ACTIVITY
Reproduce the listing below verbatim.

RECORDS SHOWN
━━━━━━━━━━━━━━━━━━━━━━━━━━━━━━

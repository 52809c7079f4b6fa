//! Configuration for HTTP adapters.

use relay_core::{Error, Result};
use std::time::Duration;
use url::Url;

/// Connection settings for one remote service.
#[derive(Debug, Clone)]
pub struct HttpClientConfig {
    /// Base URL; request paths are appended to it.
    pub base_url: String,
    /// Per-request timeout.
    pub timeout: Duration,
    /// When false, the adapter logs instead of calling out.
    pub enabled: bool,
}

impl Default for HttpClientConfig {
    fn default() -> Self {
        Self {
            base_url: "http://localhost:8080".to_string(),
            timeout: Duration::from_secs(30),
            enabled: true,
        }
    }
}

impl HttpClientConfig {
    pub fn new(base_url: impl Into<String>) -> Self {
        Self {
            base_url: base_url.into(),
            ..Default::default()
        }
    }

    /// Set the request timeout.
    pub fn with_timeout(mut self, timeout: Duration) -> Self {
        self.timeout = timeout;
        self
    }

    pub fn with_enabled(mut self, enabled: bool) -> Self {
        self.enabled = enabled;
        self
    }

    /// `base_url` joined with `path`.
    pub fn endpoint(&self, path: &str) -> Result<Url> {
        let base = format!("{}/", self.base_url.trim_end_matches('/'));
        Url::parse(&base)
            .and_then(|base| base.join(path.trim_start_matches('/')))
            .map_err(|e| Error::Config(format!("invalid base url '{}': {}", self.base_url, e)))
    }

    pub(crate) fn build_client(&self) -> Result<reqwest::Client> {
        reqwest::Client::builder()
            .timeout(self.timeout)
            .user_agent(concat!("relay/", env!("CARGO_PKG_VERSION")))
            .build()
            .map_err(|e| Error::Http(e.to_string()))
    }
}
//! Relay Core
//!
//! Core domain types, ports, and error handling for Relay.
//! This crate has minimal dependencies and defines the shared vocabulary
//! used across all other crates: ingested events, pipeline and trigger
//! value objects, artifacts, and the traits external collaborators implement.

pub mod artifact;
pub mod context;
mod de;
pub mod error;
pub mod event;
pub mod metrics;
pub mod pipeline;
pub mod ports;

pub use artifact::{Artifact, ExpectedArtifact};
pub use context::RequestContext;
pub use error::{Error, Result};
pub use event::{Event, EventDetails};
pub use metrics::{Counter, Gauge, MetricId, MetricSample, MetricsRegistry};
pub use pipeline::{Pipeline, Trigger, TriggerType};
pub use ports::{EventListener, PipelineInitiator, PipelineStore};
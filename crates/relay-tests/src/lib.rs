//! Integration test infrastructure for Relay.
//!
//! Fixtures for pipelines and events, recording collaborators, and a
//! [`TestHarness`] that wires the trigger listener into a dispatcher over an
//! in-memory pipeline store.
//!
//! # Usage
//!
//! ```ignore
//! use relay_tests::{EventFixture, PipelineFixture, TestHarness};
//!
//! #[tokio::test]
//! async fn test_something() {
//!     let harness = TestHarness::new(vec![PipelineFixture::git_deploy()]).await.unwrap();
//!     harness.send(EventFixture::git_push("main", "abc123"));
//!     harness.settle().await;
//! }
//! ```

pub mod context;
pub mod fixtures;
pub mod helpers;

pub use context::TestHarness;
pub use fixtures::*;
pub use helpers::*;

/// Initialize test logging (call once per test binary).
pub fn init_test_logging() {
    use tracing_subscriber::{EnvFilter, fmt};

    let _ = fmt()
        .with_env_filter(
            EnvFilter::try_from_default_env()
                .unwrap_or_else(|_| EnvFilter::new("warn,relay_triggers=debug,relay_bus=debug")),
        )
        .with_test_writer()
        .try_init();
}
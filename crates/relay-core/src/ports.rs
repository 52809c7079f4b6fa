//! Port traits.
//!
//! These traits define the interfaces between the trigger engine and the
//! collaborators around it: the configuration store it reads, the execution
//! service it starts pipelines on, and the listeners events are fanned out to.

use crate::context::RequestContext;
use crate::event::Event;
use crate::pipeline::Pipeline;
use crate::Result;
use async_trait::async_trait;

/// Source of pipeline configuration.
#[async_trait]
pub trait PipelineStore: Send + Sync {
    /// Fetch every pipeline. Unknown attributes must be preserved.
    async fn list_pipelines(&self) -> Result<Vec<Pipeline>>;
}

/// Starts pipeline executions.
#[async_trait]
pub trait PipelineInitiator: Send + Sync {
    /// Start an execution of a matched pipeline on behalf of `ctx`.
    async fn start(&self, pipeline: &Pipeline, ctx: &RequestContext) -> Result<()>;

    /// Report that `pipeline` could not be started.
    async fn record_failure(&self, pipeline: &Pipeline) -> Result<()>;
}

/// Receives every dispatched event.
#[async_trait]
pub trait EventListener: Send + Sync {
    /// Name used in logs and metric tags.
    fn name(&self) -> &str;

    async fn process_event(&self, event: &Event, ctx: &RequestContext) -> Result<()>;
}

━━━━━━━━━━━━━━━━━━━━━━━━━━━━━━

SOLUTION BELOW
repository 52809c7079f4b6fa
//! Configuration for HTTP adapters.

use relay_core::{Error, Result};
use std::time::Duration;
use url::Url;

/// Connection settings for one remote service.
#[derive(Debug, Clone)]
pub struct HttpClientConfig {
    /// Base URL; request paths are appended to it.
    pub base_url: String,
    /// Per-request timeout.
    pub timeout: Duration,
    /// When false, the adapter logs instead of calling out.
    pub enabled: bool,
}

impl Default for HttpClientConfig {
    fn default() -> Self {
        Self {
            base_url: "http://localhost:8080".to_string(),
            timeout: Duration::from_secs(30),
            enabled: true,
        }
    }
}

impl HttpClientConfig {
    pub fn new(base_url: impl Into<String>) -> Self {
        Self {
            base_url: base_url.into(),
            ..Default::default()
        }
    }

    /// Set the request timeout.
    pub fn with_timeout(mut self, timeout: Duration) -> Self {
        self.timeout = timeout;
        self
    }

    pub fn with_enabled(mut self, enabled: bool) -> Self {
        self.enabled = enabled;
        self
    }

    /// `base_url` joined with `path`.
    pub fn endpoint(&self, path: &str) -> Result<Url> {
        let base = format!("{}/", self.base_url.trim_end_matches('/'));
        Url::parse(&base)
            .and_then(|base| base.join(path.trim_start_matches('/')))
            .map_err(|e| Error::Config(format!("invalid base url '{}': {}", self.base_url, e)))
    }

    pub(crate) fn build_client(&self) -> Result<reqwest::Client> {
        reqwest::Client::builder()
            .timeout(self.timeout)
            .user_agent(concat!("relay/", env!("CARGO_PKG_VERSION")))
            .build()
            .map_err(|e| Error::Http(e.to_string()))
    }
}
//! Relay Core
//!
//! Core domain types, ports, and error handling for Relay.
//! This crate has minimal dependencies and defines the shared vocabulary
//! used across all other crates: ingested events, pipeline and trigger
//! value objects, artifacts, and the traits external collaborators implement.

pub mod artifact;
pub mod context;
mod de;
pub mod error;
pub mod event;
pub mod metrics;
pub mod pipeline;
pub mod ports;

pub use artifact::{Artifact, ExpectedArtifact};
pub use context::RequestContext;
pub use error::{Error, Result};
pub use event::{Event, EventDetails};
pub use metrics::{Counter, Gauge, MetricId, MetricSample, MetricsRegistry};
pub use pipeline::{Pipeline, Trigger, TriggerType};
pub use ports::{EventListener, PipelineInitiator, PipelineStore};
filename crates/relay-tests/src/lib.rs
//! Integration test infrastructure for Relay.
//!
//! Fixtures for pipelines and events, recording collaborators, and a
//! [`TestHarness`] that wires the trigger listener into a dispatcher over an
//! in-memory pipeline store.
//!
//! # Usage
//!
//! ```ignore
//! use relay_tests::{EventFixture, PipelineFixture, TestHarness};
//!
//! #[tokio::test]
//! async fn test_something() {
//!     let harness = TestHarness::new(vec![PipelineFixture::git_deploy()]).await.unwrap();
//!     harness.send(EventFixture::git_push("main", "abc123"));
//!     harness.settle().await;
//! }
//! ```

pub mod context;
pub mod fixtures;
pub mod helpers;

pub use context::TestHarness;
pub use fixtures::*;
pub use helpers::*;

/// Initialize test logging (call once per test binary).
pub fn init_test_logging() {
    use tracing_subscriber::{EnvFilter, fmt};

    let _ = fmt()
        .with_env_filter(
            EnvFilter::try_from_default_env()
                .unwrap_or_else(|_| EnvFilter::new("warn,relay_triggers=debug,relay_bus=debug")),
        )
        .with_test_writer()
        .try_init();
}
filename crates/relay-core/src/ports.rs
repository 52809c7079f4b6fa
//! Port traits.
//!
//! These traits define the interfaces between the trigger engine and the
//! collaborators around it: the configuration store it reads, the execution
//! service it starts pipelines on, and the listeners events are fanned out to.

use crate::context::RequestContext;
use crate::event::Event;
use crate::pipeline::Pipeline;
use crate::Result;
use async_trait::async_trait;

/// Source of pipeline configuration.
#[async_trait]
pub trait PipelineStore: Send + Sync {
    /// Fetch every pipeline. Unknown attributes must be preserved.
    async fn list_pipelines(&self) -> Result<Vec<Pipeline>>;
}

/// Starts pipeline executions.
#[async_trait]
pub trait PipelineInitiator: Send + Sync {
    /// Start an execution of a matched pipeline on behalf of `ctx`.
    async fn start(&self, pipeline: &Pipeline, ctx: &RequestContext) -> Result<()>;

    /// Report that `pipeline` could not be started.
    async fn record_failure(&self, pipeline: &Pipeline) -> Result<()>;
}

/// Receives every dispatched event.
#[async_trait]
pub trait EventListener: Send + Sync {
    /// Name used in logs and metric tags.
    fn name(&self) -> &str;

    async fn process_event(&self, event: &Event, ctx: &RequestContext) -> Result<()>;
}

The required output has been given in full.